McCreary: What I really love is that it’s not the first time they’ve had such communication that sets Amelia’s world experience apart from Maggie’s. Another time I think it was in season 12. I won’t remember, but it was at the end of an episode when Maggie kind of [called] Amelia talked about the concept of unconscious or implicit bias and opened her eyes to that reality. What I love is that it’s a constant conversation between Maggie and Amelia because if it’s not your experience you won’t always get it the first time. If you haven’t studied it further, you won’t get it. You need to keep dealing with these questions. Why do different people experience the world in different ways? [ways]? I love our show [tackles this] in every single episode. This conversation between Maggie and Amelia only makes it clearer.

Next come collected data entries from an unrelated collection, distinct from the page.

/// Run one movement step for every character.
///
/// Queued replication input is applied first: snapshots for proxies, then
/// server corrections for predicting clients. After the step, predicting
/// clients record the move and authorities capture a snapshot. Events in
/// [`MovementEvents`] are those of the latest step only.
pub fn simulate_characters<B: CharacterPhysicsBackend>(world: &mut World) {
    let dt = B::get_fixed_timestep(world);
    let world_gravity = world.get_resource::<WorldGravity>().copied().unwrap_or_default();
    let snapshot = EnvironmentSnapshot::gather(world);

    let mut extracted: Vec<Extracted> = world
        .query::<(
            Entity,
            &Transform,
            &CharacterController,
            Option<&CapsuleShape>,
            Option<&GravityField>,
            Option<&MovementIntent>,
            Option<&ControllerConfig>,
            Option<&OrientationConfig>,
            Option<&InteractionConfig>,
            Option<&SimulationTuning>,
            Option<&ReplicatedMovement>,
            Option<&ClientPrediction>,
        )>()
        .iter(world)
        .map(
            |(entity, transform, controller, shape, gravity, intent, config, orientation, interaction, tuning, replicated, prediction)| {
                let agent = CharacterAgent {
                    intent: intent.cloned().unwrap_or_default(),
                    ..CharacterAgent::new(
                        entity,
                        transform.translation,
                        transform.rotation,
                        shape.copied().unwrap_or_default(),
                    )
                    .with_controller(controller.clone())
                    .with_gravity(gravity.cloned().unwrap_or_default())
                };
                Extracted {
                    agent,
                    settings: AgentSettings {
                        config: config.cloned().unwrap_or_default(),
                        orientation: orientation.copied().unwrap_or_default(),
                        interaction: interaction.copied().unwrap_or_default(),
                        tuning: tuning.copied().unwrap_or_default(),
                    },
                    has_intent: intent.is_some(),
                    replicated: replicated.cloned(),
                    prediction: prediction.cloned(),
                }
            },
        )
        .collect();

    if extracted.is_empty() {
        return;
    }

    B::with_collision(world, |world, query| {
        let sources = WorldGravitySources::new(world, query);
        let bodies = WorldBodies::<B>::new(world);
        let env = snapshot.env(world_gravity, &sources, &bodies);

        for character in &mut extracted {
            let include_gravity = !character.settings.orientation.disable_gravity_replication;
            let mut mover = CharacterMover::new(query, env, &character.settings, &mut character.agent);

            if let Some(replicated) = character.replicated.as_mut() {
                if let Some(Err(error)) = replicated.apply_incoming(&mut mover) {
                    debug!("dropped snapshot for {:?}: {}", mover.agent.entity, error);
                }
            }
            if let Some(prediction) = character.prediction.as_mut() {
                prediction.apply_incoming(&mut mover);
            }

            mover.tick(dt);

            if let Some(prediction) = character.prediction.as_mut() {
                prediction.record(&character.agent, dt);
            }
            if let Some(replicated) = character.replicated.as_mut() {
                if replicated.is_authority() {
                    replicated.capture(&character.agent, include_gravity);
                }
            }
        }
    });

    for character in extracted {
        let Extracted {
            mut agent,
            has_intent,
            replicated,
            prediction,
            ..
        } = character;
        let impulses = std::mem::take(&mut agent.impulses);

        if let Ok(mut entity) = world.get_entity_mut(agent.entity) {
            if let Some(mut transform) = entity.get_mut::<Transform>() {
                transform.translation = agent.location;
                transform.rotation = agent.rotation;
            }
            entity.insert((agent.controller, agent.gravity, agent.shape, agent.events));
            if has_intent {
                entity.insert(agent.intent);
            }
            if let Some(replicated) = replicated {
                entity.insert(replicated);
            }
            if let Some(prediction) = prediction {
                entity.insert(prediction);
            }
        }

        for impulse in impulses {
            B::apply_physics_impulse(world, impulse);
        }
    }
}

/// Apply the gravity of their volume to simulated [`VolumeGravityBody`]
/// entities, or world gravity outside volumes.
///
/// The engine's own gravity should be disabled on these bodies.
pub fn apply_volume_gravity<B: CharacterPhysicsBackend>(world: &mut World) {
    let world_gravity = world.get_resource::<WorldGravity>().copied().unwrap_or_default();
    let snapshot = EnvironmentSnapshot::gather(world);
    let bodies: Vec<(Entity, Vec3)> = world
        .query_filtered::<(Entity, &Transform), With<VolumeGravityBody>>()
        .iter(world)
        .map(|(entity, transform)| (entity, transform.translation))
        .collect();
    if bodies.is_empty() {
        return;
    }

    let forces: Vec<(Entity, Vec3, Vec3)> = B::with_collision(world, |world, query| {
        let sources = WorldGravitySources::new(world, query);
        bodies
            .iter()
            .filter(|(entity, _)| B::is_simulating(world, *entity))
            .map(|&(entity, location)| {
                let gravity = gravity_at(&snapshot.volumes, location, &sources, &world_gravity);
                (entity, gravity * B::get_mass(world, entity), location)
            })
            .collect()
    });

    for (entity, force, location) in forces {
        B::apply_force_at(world, entity, force, location);
    }
}

/// Fly every [`GravityProjectile`] for one fixed step.
pub fn move_projectiles<B: CharacterPhysicsBackend>(world: &mut World) {
    let dt = B::get_fixed_timestep(world);
    let world_gravity = world.get_resource::<WorldGravity>().copied().unwrap_or_default();
    let snapshot = EnvironmentSnapshot::gather(world);
    let projectiles: Vec<(Entity, Vec3)> = world
        .query_filtered::<(Entity, &Transform), With<GravityProjectile>>()
        .iter(world)
        .map(|(entity, transform)| (entity, transform.translation))
        .collect();
    if projectiles.is_empty() {
        return;
    }

    let samples: Vec<(Entity, Vec3, Option<Entity>)> = B::with_collision(world, |world, query| {
        let sources = WorldGravitySources::new(world, query);
        projectiles
            .iter()
            .map(|&(entity, location)| {
                let gravity = gravity_at(&snapshot.volumes, location, &sources, &world_gravity);
                let volume = volume_at(&snapshot.volumes, location).map(|v| v.entity);
                (entity, gravity, volume)
            })
            .collect()
    });

    for (entity, gravity, volume) in samples {
        let Ok(mut entity_mut) = world.get_entity_mut(entity) else {
            continue;
        };
        let displacement = match entity_mut.get_mut::<GravityProjectile>() {
            Some(mut projectile) => {
                projectile.current_volume = volume;
                projectile.step(gravity, dt)
            }
            None => continue,
        };
        if let Some(mut transform) = entity_mut.get_mut::<Transform>() {
            transform.translation += displacement;
        }
    }
}

/// Sync state marker components from the movement mode.
pub fn sync_state_markers(
    mut commands: Commands,
    q_controllers: Query<(
        Entity,
        &CharacterController,
        Has<Grounded>,
        Has<Airborne>,
        Has<Submerged>,
    )>,
) {
    for (entity, controller, has_grounded, has_airborne, has_submerged) in &q_controllers {
        let grounded = controller.is_moving_on_ground();
        let airborne = controller.is_falling() || controller.is_flying();
        let submerged = controller.is_swimming();

        let mut entity_commands = commands.entity(entity);
        if grounded && !has_grounded {
            entity_commands.insert(Grounded);
        } else if !grounded && has_grounded {
            entity_commands.remove::<Grounded>();
        }

        if airborne && !has_airborne {
            entity_commands.insert(Airborne);
        } else if !airborne && has_airborne {
            entity_commands.remove::<Airborne>();
        }

        if submerged && !has_submerged {
            entity_commands.insert(Submerged);
        } else if !submerged && has_submerged {
            entity_commands.remove::<Submerged>();
        }
    }
}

What do you hope people will pick up on this episode after watching it?
McCreary: I hope people can sit back, and if they didn’t already know, I hope they can say, “Okay. Wow, I really understand why the experiences of black women and girls in this country are different. And me want to know why this is so, and how we can make it possible to create circumstances and environments in which black women and girls thrive as everyone else in this country does – that they experience joy, opportunity and fun I hope that people will be able to deal with the reality of this difference and know that we actually have the power to change it.
What are you most excited about when Grey’s Anatomy returns in 2021?
McCreary: I’ve said this a couple of times, but I think this is my favorite season of the show. I think the wealth with which we explore each and every character on the series is so much fun to watch. This goes on and it keeps moving incredibly.
Grey’s Anatomy is back on ABC next year.